- Activity
Print exactly what the entries say, line by line, from the first line down to the one with "trimmed non-empty text.", inclusive.

- Records excerpted from a collection
• • •

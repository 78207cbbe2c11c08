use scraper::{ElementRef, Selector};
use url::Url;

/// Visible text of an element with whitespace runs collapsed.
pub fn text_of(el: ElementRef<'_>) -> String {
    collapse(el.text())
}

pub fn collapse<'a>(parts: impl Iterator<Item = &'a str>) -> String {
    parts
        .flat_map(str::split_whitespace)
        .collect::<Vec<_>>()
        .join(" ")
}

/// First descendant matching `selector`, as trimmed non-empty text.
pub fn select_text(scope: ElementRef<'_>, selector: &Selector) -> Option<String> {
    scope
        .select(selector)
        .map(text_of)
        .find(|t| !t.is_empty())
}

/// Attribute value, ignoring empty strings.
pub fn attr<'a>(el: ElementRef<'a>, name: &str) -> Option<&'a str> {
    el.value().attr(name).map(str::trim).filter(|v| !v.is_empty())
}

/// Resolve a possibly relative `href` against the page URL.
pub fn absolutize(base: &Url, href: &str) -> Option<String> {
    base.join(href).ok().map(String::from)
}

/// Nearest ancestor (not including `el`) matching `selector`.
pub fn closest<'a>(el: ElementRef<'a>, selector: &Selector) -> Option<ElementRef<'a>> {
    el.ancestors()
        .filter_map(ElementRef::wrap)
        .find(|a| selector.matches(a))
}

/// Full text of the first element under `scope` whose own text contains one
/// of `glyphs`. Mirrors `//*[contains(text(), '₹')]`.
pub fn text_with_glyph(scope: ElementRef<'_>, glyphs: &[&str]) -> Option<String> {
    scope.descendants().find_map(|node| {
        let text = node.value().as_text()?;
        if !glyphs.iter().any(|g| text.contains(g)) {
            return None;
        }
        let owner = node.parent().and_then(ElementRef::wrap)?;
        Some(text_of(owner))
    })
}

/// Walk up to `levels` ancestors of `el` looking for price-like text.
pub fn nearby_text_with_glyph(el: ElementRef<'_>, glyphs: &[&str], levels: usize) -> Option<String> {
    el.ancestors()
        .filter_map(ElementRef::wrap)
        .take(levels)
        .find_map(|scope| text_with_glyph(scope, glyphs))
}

• • •

- Exercise response
repository 78207cbbe2c11c08
use scraper::{ElementRef, Selector};
use url::Url;

/// Visible text of an element with whitespace runs collapsed.
pub fn text_of(el: ElementRef<'_>) -> String {
    collapse(el.text())
}

pub fn collapse<'a>(parts: impl Iterator<Item = &'a str>) -> String {
    parts
        .flat_map(str::split_whitespace)
        .collect::<Vec<_>>()
        .join(" ")
}

/// First descendant matching `selector`, as trimmed non-empty text.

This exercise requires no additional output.